Scientists have studied the sex drive and sexual orientation of domesticated and wild rams. A heterosexual ram with a strong sex drive will mount either other males or ewes. However, a significant proportion of domesticated males-up to 16 percent-never mate with females during a breeding season, Perkins says.
About 6 percent seem uninterested in any sexual activity. Another 10 percent are homosexual, choosing males even when females are available. Domesticated rams resemble their wild relatives, which scientists have also observed participating in homosexual relations. Ewes rarely engage in such activities.
To try to determine whether rams will service their ewes, farmers simply watch the animals' behavior. They'd like a more foolproof, efficient system, however. Encouraged by new findings on the brain chemistry of homosexual and low-libido sheep, Perkins and her colleagues hope that in the future they'll be able to offer farmers a blood or genetic test.

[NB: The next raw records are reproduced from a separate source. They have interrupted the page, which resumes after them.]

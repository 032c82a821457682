/// Team and membership management endpoints
///
/// # Endpoints
///
/// - `POST /api/v1/teams` - Create team
/// - `GET /api/v1/teams` - List the caller's teams
/// - `GET /api/v1/teams/:id` - Get team
/// - `PATCH /api/v1/teams/:id` - Update team (slug changes owner-only)
/// - `DELETE /api/v1/teams/:id` - Delete team (owner-only)
/// - `GET /api/v1/teams/:id/members` - List members
/// - `POST /api/v1/teams/:id/members` - Add member
/// - `PATCH /api/v1/teams/:id/members/:user_id` - Change role
/// - `DELETE /api/v1/teams/:id/members/:user_id` - Remove member
///
/// # Error codes
///
/// Owner-only operations check ownership *before* the generic role gate, so
/// a non-owner admin gets `OWNER_ONLY` instead of a misleading
/// `PERMISSION_DENIED`.

use crate::{
    app::AppState,
    error::{ApiError, ApiResult},
    response::ApiResponse,
};
use axum::{
    extract::{Path, State},
    Extension, Json,
};
use nextspark_shared::{
    auth::{
        authorization::{require_membership, require_owner, require_role},
        middleware::AuthContext,
    },
    billing::entitlement::Entitlements,
    content::is_valid_slug,
    models::{
        team::{CreateTeam, Team, UpdateTeam},
        team_member::{CreateTeamMember, TeamMember, TeamRole},
        user::User,
    },
};
use serde::Deserialize;
use serde_json::Value as JsonValue;
use uuid::Uuid;
use validator::Validate;

/// Create team request
#[derive(Debug, Deserialize, Validate)]
pub struct CreateTeamRequest {
    /// Team name
    #[validate(length(min = 1, max = 100, message = "Name must be 1-100 characters"))]
    pub name: String,

    /// URL-safe slug
    #[validate(length(min = 1, max = 100, message = "Slug must be 1-100 characters"))]
    pub slug: String,
}

/// Update team request
#[derive(Debug, Deserialize, Validate)]
pub struct UpdateTeamRequest {
    /// New name
    #[validate(length(min = 1, max = 100, message = "Name must be 1-100 characters"))]
    pub name: Option<String>,

    /// New slug (owner-only)
    #[validate(length(min = 1, max = 100, message = "Slug must be 1-100 characters"))]
    pub slug: Option<String>,

    /// Settings patch (merged)
    pub settings: Option<JsonValue>,
}

/// Add member request
#[derive(Debug, Deserialize, Validate)]
pub struct AddMemberRequest {
    /// Email of the user to add
    #[validate(email(message = "Invalid email format"))]
    pub email: String,

    /// Role to grant (defaults to member)
    pub role: Option<String>,
}

/// Change role request
#[derive(Debug, Deserialize)]
pub struct UpdateMemberRoleRequest {
    /// New role
    pub role: String,
}

fn auth_user(auth: &AuthContext) -> ApiResult<Uuid> {
    auth.user_id
        .ok_or_else(|| ApiError::Unauthorized("Missing user identity".to_string()))
}

fn parse_role(raw: &str) -> ApiResult<TeamRole> {
    TeamRole::parse(raw)
        .ok_or_else(|| ApiError::BadRequest(format!("Unknown role: {}", raw)))
}

/// Create a new team owned by the caller
pub async fn create_team(
    State(state): State<AppState>,
    Extension(auth): Extension<AuthContext>,
    Json(request): Json<CreateTeamRequest>,
) -> ApiResult<Json<ApiResponse<Team>>> {
    request.validate()?;
    let user_id = auth_user(&auth)?;

    if !is_valid_slug(&request.slug) {
        return Err(ApiError::BadRequest(
            "Slug must be lowercase kebab-case (a-z, 0-9, dashes)".to_string(),
        ));
    }

    if Team::find_by_slug(&state.db, &request.slug).await?.is_some() {
        return Err(ApiError::Conflict("Slug already taken".to_string()));
    }

    let team = Team::create(
        &state.db,
        CreateTeam {
            name: request.name,
            slug: request.slug,
        },
    )
    .await?;

    TeamMember::create(
        &state.db,
        CreateTeamMember {
            team_id: team.id,
            user_id,
            role: TeamRole::Owner,
        },
    )
    .await?;

    tracing::info!(team_id = %team.id, user_id = %user_id, "Team created");

    Ok(Json(ApiResponse::new(team)))
}

/// List the caller's teams
pub async fn list_teams(
    State(state): State<AppState>,
    Extension(auth): Extension<AuthContext>,
) -> ApiResult<Json<ApiResponse<Vec<Team>>>> {
    let user_id = auth_user(&auth)?;
    let teams = Team::list_for_user(&state.db, user_id).await?;

    Ok(Json(ApiResponse::new(teams)))
}

/// Get a team the caller belongs to
pub async fn get_team(
    State(state): State<AppState>,
    Extension(auth): Extension<AuthContext>,
    Path(team_id): Path<Uuid>,
) -> ApiResult<Json<ApiResponse<Team>>> {
    let user_id = auth_user(&auth)?;
    require_membership(&state.db, team_id, user_id).await?;

    let team = Team::find_by_id(&state.db, team_id)
        .await?
        .ok_or_else(|| ApiError::NotFound("Team not found".to_string()))?;

    Ok(Json(ApiResponse::new(team)))
}

/// Update a team
///
/// Slug changes are owner-only; other fields need admin. The owner check
/// runs first so non-owners see `OWNER_ONLY` for slug changes.
pub async fn update_team(
    State(state): State<AppState>,
    Extension(auth): Extension<AuthContext>,
    Path(team_id): Path<Uuid>,
    Json(request): Json<UpdateTeamRequest>,
) -> ApiResult<Json<ApiResponse<Team>>> {
    request.validate()?;
    let user_id = auth_user(&auth)?;

    let update = UpdateTeam {
        name: request.name,
        slug: request.slug,
        settings: request.settings,
    };

    // Ownership before generic permission, for the precise error
    if update.touches_owner_only_fields() {
        require_owner(&state.db, team_id, user_id).await?;
    } else {
        require_role(&state.db, team_id, user_id, TeamRole::Admin).await?;
    }

    if let Some(ref slug) = update.slug {
        if !is_valid_slug(slug) {
            return Err(ApiError::BadRequest(
                "Slug must be lowercase kebab-case (a-z, 0-9, dashes)".to_string(),
            ));
        }
        if let Some(existing) = Team::find_by_slug(&state.db, slug).await? {
            if existing.id != team_id {
                return Err(ApiError::Conflict("Slug already taken".to_string()));
            }
        }
    }

    let team = Team::update(&state.db, team_id, update)
        .await?
        .ok_or_else(|| ApiError::NotFound("Team not found".to_string()))?;

    Ok(Json(ApiResponse::new(team)))
}

/// Delete a team (owner-only; cascades to all team data)
pub async fn delete_team(
    State(state): State<AppState>,
    Extension(auth): Extension<AuthContext>,
    Path(team_id): Path<Uuid>,
) -> ApiResult<Json<ApiResponse<bool>>> {
    let user_id = auth_user(&auth)?;
    require_owner(&state.db, team_id, user_id).await?;

    let deleted = Team::delete(&state.db, team_id).await?;
    if !deleted {
        return Err(ApiError::NotFound("Team not found".to_string()));
    }

    tracing::info!(team_id = %team_id, user_id = %user_id, "Team deleted");

    Ok(Json(ApiResponse::new(true)))
}

/// List members of a team
pub async fn list_members(
    State(state): State<AppState>,
    Extension(auth): Extension<AuthContext>,
    Path(team_id): Path<Uuid>,
) -> ApiResult<Json<ApiResponse<Vec<TeamMember>>>> {
    let user_id = auth_user(&auth)?;
    require_membership(&state.db, team_id, user_id).await?;

    let members = TeamMember::list_by_team(&state.db, team_id).await?;

    Ok(Json(ApiResponse::new(members)))
}

/// Add a member to a team
///
/// Granting the owner role is itself owner-only; adding at any other role
/// needs admin. The member quota is enforced against the team's plan.
pub async fn add_member(
    State(state): State<AppState>,
    Extension(auth): Extension<AuthContext>,
    Path(team_id): Path<Uuid>,
    Json(request): Json<AddMemberRequest>,
) -> ApiResult<Json<ApiResponse<TeamMember>>> {
    request.validate()?;
    let user_id = auth_user(&auth)?;

    let role = match request.role.as_deref() {
        Some(raw) => parse_role(raw)?,
        None => TeamRole::Member,
    };

    let caller_role = if role == TeamRole::Owner {
        require_owner(&state.db, team_id, user_id).await?;
        TeamRole::Owner
    } else {
        require_role(&state.db, team_id, user_id, TeamRole::Admin).await?
    };

    Entitlements::new(state.db.clone())
        .enforce(team_id, caller_role, "members.manage")
        .await?;

    let invited = User::find_by_email(&state.db, &request.email)
        .await?
        .ok_or_else(|| ApiError::NotFound("No user with that email".to_string()))?;

    if TeamMember::find(&state.db, team_id, invited.id).await?.is_some() {
        return Err(ApiError::Conflict("User is already a member".to_string()));
    }

    let member = TeamMember::create(
        &state.db,
        CreateTeamMember {
            team_id,
            user_id: invited.id,
            role,
        },
    )
    .await?;

    Ok(Json(ApiResponse::new(member)))
}

/// Change a member's role
///
/// Granting or revoking the owner role is owner-only; the last owner can
/// never be demoted.
pub async fn update_member_role(
    State(state): State<AppState>,
    Extension(auth): Extension<AuthContext>,
    Path((team_id, member_id)): Path<(Uuid, Uuid)>,
    Json(request): Json<UpdateMemberRoleRequest>,
) -> ApiResult<Json<ApiResponse<TeamMember>>> {
    let user_id = auth_user(&auth)?;
    let new_role = parse_role(&request.role)?;

    let current = TeamMember::find(&state.db, team_id, member_id)
        .await?
        .ok_or_else(|| ApiError::NotFound("Membership not found".to_string()))?;

    let touches_owner = new_role == TeamRole::Owner || current.role == TeamRole::Owner;
    if touches_owner {
        require_owner(&state.db, team_id, user_id).await?;
    } else {
        require_role(&state.db, team_id, user_id, TeamRole::Admin).await?;
    }

    // Never leave a team ownerless
    if current.role == TeamRole::Owner && new_role != TeamRole::Owner {
        let owners = TeamMember::count_owners(&state.db, team_id).await?;
        if owners <= 1 {
            return Err(ApiError::Conflict(
                "Cannot demote the last owner".to_string(),
            ));
        }
    }

    let member = TeamMember::update_role(&state.db, team_id, member_id, new_role)
        .await?
        .ok_or_else(|| ApiError::NotFound("Membership not found".to_string()))?;

    Ok(Json(ApiResponse::new(member)))
}

/// Remove a member from a team
///
/// Members may remove themselves; removing anyone else needs admin, and
/// removing an owner is owner-only. The last owner cannot be removed.
pub async fn remove_member(
    State(state): State<AppState>,
    Extension(auth): Extension<AuthContext>,
    Path((team_id, member_id)): Path<(Uuid, Uuid)>,
) -> ApiResult<Json<ApiResponse<bool>>> {
    let user_id = auth_user(&auth)?;

    let current = TeamMember::find(&state.db, team_id, member_id)
        .await?
        .ok_or_else(|| ApiError::NotFound("Membership not found".to_string()))?;

    if current.role == TeamRole::Owner {
        require_owner(&state.db, team_id, user_id).await?;

        let owners = TeamMember::count_owners(&state.db, team_id).await?;
        if owners <= 1 {
            return Err(ApiError::Conflict(
                "Cannot remove the last owner".to_string(),
            ));
        }
    } else if member_id != user_id {
        require_role(&state.db, team_id, user_id, TeamRole::Admin).await?;
    } else {
        require_membership(&state.db, team_id, user_id).await?;
    }

    let removed = TeamMember::delete(&state.db, team_id, member_id).await?;

    Ok(Json(ApiResponse::new(removed)))
}

#[cfg(test)]
mod tests {
    use super::*;

    #[test]
    fn test_parse_role() {
        assert!(parse_role("admin").is_ok());
        assert!(parse_role("owner").is_ok());
        assert!(matches!(parse_role("root"), Err(ApiError::BadRequest(_))));
    }

    #[test]
    fn test_create_team_request_validation() {
        let valid = CreateTeamRequest {
            name: "Acme".to_string(),
            slug: "acme".to_string(),
        };
        assert!(valid.validate().is_ok());

        let empty_name = CreateTeamRequest {
            name: "".to_string(),
            slug: "acme".to_string(),
        };
        assert!(empty_name.validate().is_err());
    }
}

Estradiol, a form of estrogen, is the bewitching compound that piques a heterosexual ram's interest in females. Ewes and homosexual rams can store a similar amount of estradiol in a brain structure called the amygdala; heterosexual rams accumulate significantly more, Perkins and her colleagues reported in the March 1995 Hormones and Behavior.
Compared to their heterosexual counterparts, homosexual rams have a low concentration of testosterone in their blood, the result of testes that fail to synthesize the hormone as efficiently, Perkins, John A. Resko of Oregon Health Sciences University in Portland, and their colleagues report in the July Biology of Reproduction. Homosexual rams also have lower aromatase activity in a part of the brain, the preoptic area, that helps control sexual behavior in many species. Aromatase, an enzyme, converts testosterone to estrogen.
Though these differences may arise in part during fetal development, a ram's sexual activities may help maintain regions of the amygdala and the preoptic area that mediate sexual behavior, Perkins speculates. Abstinence may cause them to atrophy. "It's a use-it-or-lose-it kind of thing," she explains.
The idea that animals may have sex just because it feels good proves difficult for some people to accept, says primatologist Paul L. Vasey of the University of Montreal. The Japanese macaques he studies, which are hardly anomalies in the animal kingdom, might change the minds of some of these reluctant scientists.
Both wild and captive males occasionally mount each other, but they almost always pick their mates from the pool of available feminine companions. The females frequently engage in same-sex consortships but aren't exclusively homosexual. Females in a captive group that Vasey studies average seven partners each during their breeding season, about half of them male. Among the monkeys' wild relatives, female homosexuality is most common in troops with a relatively low proportion of males.